Après son démantèlement au milieu de l’année 1956, il rejoint les maquis en même temps qu’un certain nombre de militants recherchés ; c’est ce qu’on appela « le groupe d’El Kseur » au sein duquel, il y avait ses aînés, comme Salhi Hocine, Tahar Amirouchen, Arezki Oukmamou et son frère Hocine, Mokrane Harani, Kamel Chikhi et tant d’autres. Ils deviendront tous des officiers de valeur au sein de l’ALN (Armée de Libération Nationale).

A ses débuts au sein des moudjahidine, il sera affecté dans des unités combattantes où il se révéla un baroudeur, un combattant discipliné, un homme de valeur apte à prendre des responsabilités au sein de l’ALN et du FLN dont les maquis avaient tellement besoin.

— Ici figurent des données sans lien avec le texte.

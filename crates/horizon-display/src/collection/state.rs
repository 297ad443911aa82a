//! Serializable projection state.
//!
//! Handlers (sort, group and filter functions) are not part of the state.
//! The owner keeps them on the live projection and
//! [`restore_state`](Collection::restore_state) links the rebuilt strategies
//! to them again.

use std::collections::BTreeSet;

use serde::{Deserialize, Serialize};

use horizon_display_core::logging::targets;

use super::Collection;
use crate::error::{Error, Result};
use crate::item::{DisplayItem, GroupKey};
use crate::record::{Record, RecordKey};
use crate::strategy::{Chain, Composer, StrategyContext, StrategyKind};

/// Snapshot of what a projection shows, without its data.
#[derive(Debug, Clone, Default, PartialEq, Eq, Serialize, Deserialize)]
#[serde(default)]
pub struct ProjectionState {
    /// Strategy layers, bottom to top.
    pub kinds: Vec<StrategyKind>,
    pub root_key: Option<RecordKey>,
    pub root_enumerable: bool,
    pub collapsed_groups: BTreeSet<GroupKey>,
    pub expanded_items: BTreeSet<RecordKey>,
    pub collapsed_items: BTreeSet<RecordKey>,
    pub expand_all: bool,
    pub marked_key: Option<RecordKey>,
}

impl ProjectionState {
    pub fn to_json(&self) -> Result<String> {
        Ok(serde_json::to_string(self)?)
    }

    pub fn from_json(json: &str) -> Result<Self> {
        Ok(serde_json::from_str(json)?)
    }

    fn has_tree_data(&self) -> bool {
        self.root_key.is_some()
            || self.root_enumerable
            || self.expand_all
            || !self.expanded_items.is_empty()
            || !self.collapsed_items.is_empty()
    }
}

impl<R: Record> Collection<R> {
    /// Capture the current state.
    pub fn state(&self) -> ProjectionState {
        let mut state = ProjectionState {
            kinds: self.composer.kinds(),
            collapsed_groups: self.collapsed_groups.clone(),
            marked_key: self.marked_key.clone(),
            ..ProjectionState::default()
        };
        if let (Some(settings), Some(tree)) = (&self.factory.tree, &self.tree) {
            state.root_key = settings.root_key.clone();
            state.root_enumerable = tree.root_enumerable;
            state.expanded_items = settings.expansion.expanded.clone();
            state.collapsed_items = settings.expansion.collapsed.clone();
            state.expand_all = settings.expansion.expand_all;
        }
        state
    }

    /// Apply a captured state and rebuild.
    ///
    /// Layers this projection already has are reused, so items keep their
    /// identity. Missing standard layers are created around the handlers
    /// installed on this projection. Layers listed in the state that neither
    /// exist nor can be created are skipped, and current layers the state
    /// does not list are released.
    pub fn restore_state(&mut self, state: ProjectionState) -> Result<()> {
        if self.tree.is_none() && state.has_tree_data() {
            return Err(Error::NotATree { operation: "restore_state" });
        }

        self.collapsed_groups = state.collapsed_groups;
        self.marked_key = state.marked_key;
        let root_key = state.root_key;
        if let (Some(settings), Some(tree)) = (self.factory.tree.as_mut(), self.tree.as_mut()) {
            settings.root_key = root_key.clone();
            settings.expansion.expanded = state.expanded_items;
            settings.expansion.collapsed = state.collapsed_items;
            settings.expansion.expand_all = state.expand_all;
            tree.root_enumerable = state.root_enumerable;
            if let Some(DisplayItem::Root(root)) = self.arena.get_mut(tree.root) {
                root.set_key(root_key);
            }
        }

        let mut fresh = self.build_composer();
        let mut current = std::mem::replace(&mut self.composer, Composer::new());
        let mut composer = Composer::new();
        for kind in &state.kinds {
            let fresh_layer = fresh.remove(kind);
            match current.remove(kind).or(fresh_layer) {
                Some(layer) => {
                    composer.append(layer);
                }
                None => tracing::warn!(target: targets::STRATEGY, ?kind, "layer not available, skipped"),
            }
        }
        for kind in fresh.kinds() {
            let fresh_layer = fresh.remove(&kind);
            if let Some(layer) = current.remove(&kind).or(fresh_layer) {
                composer.append(layer);
            }
        }
        self.composer = composer;
        self.release_layers(current);
        if !self.composer.contains(&StrategyKind::Add) {
            self.adding = None;
        }
        if !self.composer.contains(&StrategyKind::Drag) {
            self.drag_target = None;
        }
        tracing::debug!(target: targets::COLLECTION, kinds = ?self.composer.kinds(), "state restored");

        self.recompute_log.clear();
        self.in_session(None, |this| {
            this.apply_collapsed_groups();
            this.re_build(false);
        });
        Ok(())
    }
}

impl<R: Record> Collection<R> {
    /// Detach the items of layers that left the stack.
    fn release_layers(&mut self, mut layers: Composer<R>) {
        let mut ctx = StrategyContext {
            arena: &mut self.arena,
            source: self.source.as_ref(),
            factory: &self.factory,
            filter_map: &self.filter_map,
        };
        for kind in layers.kinds() {
            if let Some(mut layer) = layers.remove(&kind) {
                layer.reset(Chain::new(&mut []), &mut ctx);
                tracing::trace!(target: targets::STRATEGY, ?kind, "layer released");
            }
        }
    }
}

Sa dernière unité fut le commando de choc de la Région 3 où il se distingua lors de nombreuses actions militaires sur la Route nationale n°26 au niveau d’Ighzer Amokrane, Laâzib, Akbou, Tazmalt. Cette unité d’élite avait alors fait trembler l’ennemi qui ne circulait que par des convois escortés par l’aviation.

Un homme de valeur

Au cours de la célèbre bataille d’Iamourène, douar Ighram, près d’Akbou en juin 1958, une compagnie du bataillon de choc de la Wilaya III affrontait des milliers de parachutistes, de légionnaires, soutenus par l’aviation et l’artillerie ; ce jour-là , des dizaines de bidons de napalm furent largués sur les positions des moudjahidine.

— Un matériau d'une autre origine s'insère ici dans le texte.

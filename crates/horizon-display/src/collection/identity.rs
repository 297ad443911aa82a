//! Stable unique ids of display items.

use std::collections::HashMap;

use super::Collection;
use crate::error::{Error, Result};
use crate::item::{DisplayItem, ItemId};
use crate::record::Record;

/// Assigned unique ids. Ids of live items never change; a hard rebuild
/// clears the cache.
#[derive(Debug, Default)]
pub(crate) struct UidCache {
    by_item: HashMap<ItemId, String>,
    counts: HashMap<String, usize>,
}

impl UidCache {
    pub fn clear(&mut self) {
        self.by_item.clear();
        self.counts.clear();
    }

    pub fn get(&self, id: ItemId) -> Option<&str> {
        self.by_item.get(&id).map(String::as_str)
    }

    /// Assign `base` to `id`, suffixed with `-N` when another item already
    /// took it.
    pub fn assign(&mut self, id: ItemId, base: String) -> String {
        if let Some(uid) = self.by_item.get(&id) {
            return uid.clone();
        }
        let seen = self.counts.entry(base.clone()).or_insert(0);
        let uid = if *seen == 0 { base } else { format!("{base}-{seen}") };
        *seen += 1;
        self.by_item.insert(id, uid.clone());
        uid
    }

    /// Forget ids of items for which `keep` is false.
    pub fn retain(&mut self, mut keep: impl FnMut(ItemId) -> bool) {
        self.by_item.retain(|&id, _| keep(id));
    }
}

impl<R: Record> Collection<R> {
    /// Unique id of an item.
    ///
    /// Record items use their key; tree items join the keys of their
    /// ancestors with `:`. Duplicate ids get a `-N` suffix. Pseudo-items use
    /// `group-<key>`, `root`, `<node>-header` and `<node>-footer`.
    pub fn item_uid(&mut self, id: ItemId) -> Result<String> {
        if let Some(uid) = self.uids.get(id) {
            return Ok(uid.to_string());
        }
        let base = self.base_uid(id)?;
        Ok(self.uids.assign(id, base))
    }

    fn base_uid(&mut self, id: ItemId) -> Result<String> {
        let item = self.arena.get(id).ok_or(Error::ItemNotFound)?;
        match item {
            DisplayItem::Group(group) => Ok(format!("group-{}", group.key())),
            DisplayItem::Root(_) => Ok("root".to_string()),
            DisplayItem::NodeHeader(extra) => {
                let node = extra.node();
                Ok(format!("{}-header", self.item_uid(node)?))
            }
            DisplayItem::NodeFooter(extra) => {
                let node = extra.node();
                Ok(format!("{}-footer", self.item_uid(node)?))
            }
            DisplayItem::Record(_) | DisplayItem::Tree(_) => {
                let mut path = vec![self.record_key(id)?];
                let mut parent = self.arena.parent(id);
                while let Some(ancestor) = parent {
                    match self.arena.get(ancestor) {
                        Some(DisplayItem::Tree(_)) => path.push(self.record_key(ancestor)?),
                        _ => break,
                    }
                    parent = self.arena.parent(ancestor);
                }
                path.reverse();
                Ok(path.join(":"))
            }
        }
    }

    fn record_key(&self, id: ItemId) -> Result<String> {
        if let Some(key) = self.arena.get(id).and_then(DisplayItem::key) {
            return Ok(key.to_string());
        }
        match &self.factory.key_property {
            Some(property) => Err(Error::key_not_found(property.clone())),
            None => Err(Error::MissingKeyProperty),
        }
    }

    /// Visible item whose unique id is `uid`.
    pub fn item_by_uid(&mut self, uid: &str) -> Option<ItemId> {
        let visible = self.visible.clone();
        visible
            .into_iter()
            .find(|&id| self.item_uid(id).is_ok_and(|candidate| candidate == uid))
    }
}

Madjid Khatri était là , au milieu des hommes, face à l’ennemi : les combats faisaient rage, avec une farouche résistance de nos combattants ; les soldats ennemis après avoir ingurgité de la gnôle, une eau de vie très forte, avançaient et se faisaient à chaque fois faucher par les mitrailleuses et les armes de nos vaillants combattants. Le même scénario se répéta jusqu’à la tombée de la nuit. Et tout au long de ces combats, Madjid Khatri se révéla un brave, sans flancher, sans se retirer de l’enfer du feu nourri de l’ennemi et de l’enfer provoqué par l’artillerie et l’aviation.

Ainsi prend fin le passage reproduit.